Wali kota petahana Helmi Hasan pecah kongsi dengan wakilnya, Patriana Sosia Linda, yang juga maju sebagai calon wali kota. Helmi akan didampingi Dedi Wahyudi yang diusung koalisi Partai Gerindra, Demokrat, dan PAN. Adapun Patriana didukung PDI-P, Golkar, dan Hanura menggandeng calon wakil wali kota Mirza dari kalangan swasta.
Poros kekuatan lain datang dari koalisi Nasdem, PKS, dan PPP yang mengusung Ketua DPRD Kota Bengkulu Erna Sari Dewi dan pengusaha Ahmad Zarkasi.
Pertarungan tiga pasang calon dari koalisi partai ini akan menarik mengingat poros dukungan partai yang hampir sama kuat. Setiap pasangan calon semula masing-masing diusung tiga parpol dengan selisih jumlah kursi legislatif yang tidak jauh berbeda.

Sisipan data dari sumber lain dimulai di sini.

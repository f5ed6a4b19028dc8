use super::User;
use chrono::{DateTime, Utc};

/// Message content
#[derive(Debug, Clone, PartialEq, Eq)]
pub enum Content {
    Text(String),
    Command { name: String, args: Vec<String> },
    Empty,
}

impl Content {
    #[cfg(test)]
    pub fn is_command(&self) -> bool {
        matches!(self, Content::Command { .. })
    }

    /// Command arguments, empty for non-command content
    pub fn args(&self) -> &[String] {
        match self {
            Content::Command { args, .. } => args,
            _ => &[],
        }
    }
}

/// An incoming or outgoing chat message
#[derive(Debug, Clone)]
pub struct Message {
    pub id: String,
    pub chat_id: String,
    pub sender: Option<User>,
    pub content: Content,
    pub timestamp: DateTime<Utc>,
    pub platform: String,
}

impl Message {
    pub fn new(chat_id: impl Into<String>, content: Content) -> Self {
        Self {
            id: uuid::Uuid::new_v4().to_string(),
            chat_id: chat_id.into(),
            sender: None,
            content,
            timestamp: Utc::now(),
            platform: "unknown".to_string(),
        }
    }

    pub fn from_command(chat_id: impl Into<String>, name: impl Into<String>, args: Vec<String>) -> Self {
        Self::new(chat_id, Content::Command { name: name.into(), args })
    }

    pub fn with_sender(mut self, user: User) -> Self {
        self.sender = Some(user);
        self
    }

    pub fn with_platform(mut self, platform: impl Into<String>) -> Self {
        self.platform = platform.into();
        self
    }

    pub fn sender_id(&self) -> Option<&str> {
        self.sender.as_ref().map(|u| u.id.as_str())
    }
}
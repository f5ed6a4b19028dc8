use std::sync::Arc;
use tokio::sync::RwLock;

use crate::domain::entities::{Command, CommandRegistry, Content, Message, PermissionLevel};
use crate::application::errors::CommandError;

/// Command service shared between the chat loop and the plugin runtime
pub type SharedCommandService = Arc<RwLock<CommandService>>;

/// Service for managing and executing commands
pub struct CommandService {
    registry: CommandRegistry,
    prefix: String,
}

impl CommandService {
    pub fn new(prefix: impl Into<String>) -> Self {
        Self {
            registry: CommandRegistry::new(),
            prefix: prefix.into(),
        }
    }

    pub fn shared(self) -> SharedCommandService {
        Arc::new(RwLock::new(self))
    }

    pub fn register(&mut self, command: Command) {
        self.registry.register(command);
    }

    pub fn unregister_owned_by(&mut self, module_path: &str) -> usize {
        self.registry.unregister_owned_by(module_path)
    }

    pub fn register_defaults(&mut self) {
        self.register(Command::new("version")
            .with_description("Show bot version")
            .with_handler(|_| Ok(format!("darkrai-bot v{}", env!("CARGO_PKG_VERSION")))));
    }

    #[cfg(test)]
    pub fn contains(&self, name: &str) -> bool {
        self.registry.find(name).is_some()
    }

    pub fn handle(&self, message: &Message, level: PermissionLevel) -> Result<Option<String>, CommandError> {
        let Content::Command { name, .. } = &message.content else {
            return Ok(None);
        };

        if name == "help" {
            return Ok(Some(self.get_help(message.content.args().first().map(String::as_str))));
        }

        let cmd = self.registry.find(name)
            .ok_or_else(|| CommandError::NotFound(name.clone()))?;

        if !level.allows(cmd.level) {
            return Err(CommandError::PermissionDenied);
        }

        if let Some(handler) = &cmd.handler {
            Ok(Some(handler(message.clone())?))
        } else {
            Ok(Some(format!("Command {} not implemented", cmd.name)))
        }
    }

    pub fn get_help(&self, command: Option<&str>) -> String {
        if let Some(name) = command {
            if let Some(cmd) = self.registry.find(name) {
                let mut help = format!("{}{} - {}", self.prefix, cmd.name, cmd.description.as_deref().unwrap_or("No description"));
                if let Some(usage) = &cmd.usage {
                    help.push_str(&format!("\nUsage: {}", usage));
                }
                return help;
            }
            return format!("Command {}{} not found", self.prefix, name);
        }

        let mut names: Vec<&Command> = self.registry.all().collect();
        names.sort_by(|a, b| a.name.cmp(&b.name));

        let mut help = "Available commands:\n".to_string();
        for cmd in names {
            help.push_str(&format!("  {}{} - {}\n", self.prefix, cmd.name, cmd.description.as_deref().unwrap_or("")));
        }
        help
    }
}
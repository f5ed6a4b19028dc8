//! Domain traits - Abstractions for infrastructure implementations

pub mod bot;
pub mod registry;
pub mod runtime;

pub use bot::{Bot, BotInfo};
pub use registry::RegistryStore;
pub use runtime::HostRuntime;
//! Plugin trait definitions

use crate::domain::entities::Command;

/// A compiled-in unit the builtin runtime can activate.
///
/// Activation calls `init` and then registers `commands`. Deactivation calls
/// `shutdown` and, once it succeeds, removes every command the unit contributed.
pub trait Plugin: Send + Sync {
    /// Unique identifier for the plugin
    fn name(&self) -> &str;

    /// Human-readable description
    fn description(&self) -> &str;

    /// Commands contributed while the plugin is active
    fn commands(&self) -> Vec<Command>;

    /// Optional: Prepare resources before commands are registered
    fn init(&self) -> Result<(), String> {
        Ok(())
    }

    /// Optional: Cleanup resources when plugin is unloaded
    fn shutdown(&self) -> Result<(), String> {
        Ok(())
    }
}
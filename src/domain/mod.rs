//! Domain layer - Core business objects and abstractions
//! 
//! This layer contains:
//! - Entities: Core business objects (User, Message, Command, PluginDescriptor)
//! - Traits: Abstractions for infrastructure (Bot, HostRuntime, RegistryStore)

pub mod entities;
pub mod traits;
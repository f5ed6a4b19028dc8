//! Console adapter for development/testing

use async_trait::async_trait;
use tokio::io::{AsyncBufReadExt, AsyncWriteExt, BufReader, Lines, Stdin};
use tokio::sync::Mutex;
use crate::domain::traits::{Bot, BotInfo};
use crate::application::errors::BotError;

/// Console bot adapter for local development
pub struct ConsoleAdapter {
    info: BotInfo,
    input: Mutex<Lines<BufReader<Stdin>>>,
}

impl ConsoleAdapter {
    pub fn new(name: impl Into<String>) -> Self {
        Self {
            info: BotInfo {
                id: "console".to_string(),
                name: name.into(),
                username: "console".to_string(),
            },
            input: Mutex::new(BufReader::new(tokio::io::stdin()).lines()),
        }
    }
}

#[async_trait]
impl Bot for ConsoleAdapter {
    async fn start(&self) -> Result<(), BotError> {
        tracing::info!("Starting console bot (dev mode)");
        Ok(())
    }

    async fn send_message(&self, _chat_id: &str, text: &str) -> Result<String, BotError> {
        println!("[BOT] {}", text);
        Ok("console_msg".to_string())
    }

    async fn next_input(&self) -> Option<String> {
        let mut stdout = tokio::io::stdout();
        let _ = stdout.write_all(b"> ").await;
        let _ = stdout.flush().await;

        match self.input.lock().await.next_line().await {
            Ok(line) => line,
            Err(e) => {
                tracing::warn!("Failed to read console input: {}", e);
                None
            }
        }
    }

    fn bot_info(&self) -> BotInfo {
        self.info.clone()
    }
}
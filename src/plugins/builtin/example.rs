use crate::application::errors::CommandError;
use crate::domain::entities::{Command, Content};
use crate::plugins::Plugin;

/// Template plugin showing the shape of a unit
pub struct ExamplePlugin;

impl Plugin for ExamplePlugin {
    fn name(&self) -> &str {
        "example"
    }

    fn description(&self) -> &str {
        "Example plugin showing basic functionality and structure"
    }

    fn commands(&self) -> Vec<Command> {
        vec![
            Command::new("example")
                .with_description("Example command")
                .with_handler(|_| Ok("This is an example plugin command!".to_string())),
            Command::new("demo")
                .with_description("Example command group")
                .with_usage("demo [info]")
                .with_handler(|msg| {
                    let Content::Command { args, .. } = &msg.content else {
                        return Ok(String::new());
                    };
                    match args.first().map(String::as_str) {
                        Some("info") => Ok("Example v1.0.0 by DarkraiBot Team".to_string()),
                        Some(other) => Err(CommandError::InvalidArgs(format!("unknown demo subcommand: {}", other))),
                        None => Ok("Subcommands: demo info".to_string()),
                    }
                }),
        ]
    }
}
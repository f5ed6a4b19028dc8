//! Infrastructure layer - External concerns
//! 
//! This layer contains:
//! - Config: Configuration loading
//! - Storage: Plugin registry persistence
//! - Adapters: Platform integrations (console)
//! - Plugins: Header extraction and the builtin host runtime

pub mod config;
pub mod storage;
pub mod adapters;
pub mod plugins;
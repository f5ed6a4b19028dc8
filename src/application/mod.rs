//! Application layer - Use cases and business logic
//! 
//! This layer contains:
//! - Services: Command execution and plugin administration
//! - Errors: Domain-specific errors
//! - Messaging: Message parsing

pub mod errors;
pub mod services;
pub mod messaging;
use std::fmt;

/// A chat participant
#[derive(Debug, Clone, PartialEq, Eq, Hash)]
pub struct User {
    pub id: String,
    pub username: Option<String>,
}

impl User {
    pub fn new(id: impl Into<String>) -> Self {
        Self {
            id: id.into(),
            username: None,
        }
    }

    pub fn with_username(mut self, username: impl Into<String>) -> Self {
        self.username = Some(username.into());
        self
    }

    pub fn display_name(&self) -> &str {
        self.username.as_deref().unwrap_or(&self.id)
    }
}

impl fmt::Display for User {
    fn fmt(&self, f: &mut fmt::Formatter<'_>) -> fmt::Result {
        write!(f, "{}", self.display_name())
    }
}
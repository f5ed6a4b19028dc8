//! Plugin header extraction
//!
//! A unit declares itself with comment lines near the top of its file:
//!
//! ```text
//! # Plugin: Example
//! # Version: 1.0.0
//! # Dependencies: general, settings
//! # Permissions: user
//! ```

use once_cell::sync::Lazy;
use regex_lite::Regex;
use std::path::Path;

use crate::domain::entities::PluginMetadata;

/// Only this many leading lines are searched for header fields
pub const HEADER_SCAN_LINES: usize = 50;

static HEADER_LINE: Lazy<Regex> =
    Lazy::new(|| Regex::new(r"^#\s*([A-Za-z]+)\s*:(.*)$").expect("header pattern is valid"));

/// Reads declared metadata from a unit's source text without running it
#[derive(Debug, Clone)]
pub struct MetadataExtractor {
    max_lines: usize,
}

impl MetadataExtractor {
    pub fn new() -> Self {
        Self { max_lines: HEADER_SCAN_LINES }
    }

    #[cfg(test)]
    pub fn with_max_lines(mut self, max_lines: usize) -> Self {
        self.max_lines = max_lines;
        self
    }

    /// Parse header fields out of source text. Unrecognised lines are skipped.
    pub fn extract(&self, source: &str) -> PluginMetadata {
        let mut metadata = PluginMetadata::default();

        for line in source.lines().take(self.max_lines) {
            let Some(caps) = HEADER_LINE.captures(line.trim()) else {
                continue;
            };
            let value = caps[2].trim();
            let text = || (!value.is_empty()).then(|| value.to_string());

            match &caps[1] {
                "Plugin" => metadata.display_name = text(),
                "Version" => metadata.version = text(),
                "Author" => metadata.author = text(),
                "Description" => metadata.description = text(),
                "Dependencies" => {
                    metadata.dependencies = value
                        .split(',')
                        .map(str::trim)
                        .filter(|dep| !dep.is_empty())
                        .map(String::from)
                        .collect();
                }
                "Permissions" => metadata.required_permission = text(),
                _ => {}
            }
        }

        metadata
    }

    /// Read and parse a file. An unreadable file is logged and yields empty metadata.
    pub async fn extract_file(&self, path: &Path) -> PluginMetadata {
        match tokio::fs::read_to_string(path).await {
            Ok(source) => self.extract(&source),
            Err(e) => {
                tracing::warn!("Failed to load metadata for {}: {}", path.display(), e);
                PluginMetadata::default()
            }
        }
    }
}

impl Default for MetadataExtractor {
    fn default() -> Self {
        Self::new()
    }
}
//! Message handling - turning raw input into structured messages

pub mod parser;

pub use parser::MessageParser;
//! Message parser - Parses raw messages into structured messages

use crate::domain::entities::{Content, Message, User};

/// Parses incoming text into structured Message objects
pub struct MessageParser {
    command_prefix: String,
}

impl MessageParser {
    pub fn new(prefix: impl Into<String>) -> Self {
        Self {
            command_prefix: prefix.into(),
        }
    }

    /// Parse a text message
    pub fn parse(&self, chat_id: impl Into<String>, text: impl Into<String>, sender: Option<User>) -> Message {
        let text = text.into();
        let trimmed = text.trim();

        let content = match self.strip_prefix(trimmed) {
            Some(cmd_text) => Self::parse_command(cmd_text),
            None if trimmed.is_empty() => Content::Empty,
            None => Content::Text(trimmed.to_string()),
        };

        let message = Message::new(chat_id, content);
        match sender {
            Some(user) => message.with_sender(user),
            None => message,
        }
    }

    fn strip_prefix<'a>(&self, text: &'a str) -> Option<&'a str> {
        text.strip_prefix(self.command_prefix.as_str())
            .or_else(|| text.strip_prefix('/'))
            .filter(|rest| !rest.is_empty())
    }

    /// Split command name and arguments
    fn parse_command(cmd_text: &str) -> Content {
        let mut parts = cmd_text.split_whitespace().map(String::from);
        let name = parts.next().unwrap_or_default().to_lowercase();
        Content::Command { name, args: parts.collect() }
    }
}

Dukungan partai dengan kursi DPRD terbanyak didapat pasangan Helmi-Dedi dan Erna-Zarkasi dengan jumlah dukungan mencapai masing-masing 12 kursi. Sementara dukungan partai untuk pasangan Patriana-Mirza sebanyak 7 kursi legislatif.
Sampai pada batas waktu pendaftaran 10 Januari 2018 lalu, formasi dukungan partai tersebut tidak berubah. Dari daftar parpol yang menguasai kursi DPRD Kota Bengkulu, sebanyak tiga partai lain, yaitu PKB, PKPI dan PBB, belum menentukan sikap politik untuk mendukung satu pasangan calon. Baru pada akhir Januari, setelah masa pendaftaran berakhir, ketiga parpol yang hanya memiliki porsi kecil kursi di legislatif ini akhirnya menentukan sikap politiknya.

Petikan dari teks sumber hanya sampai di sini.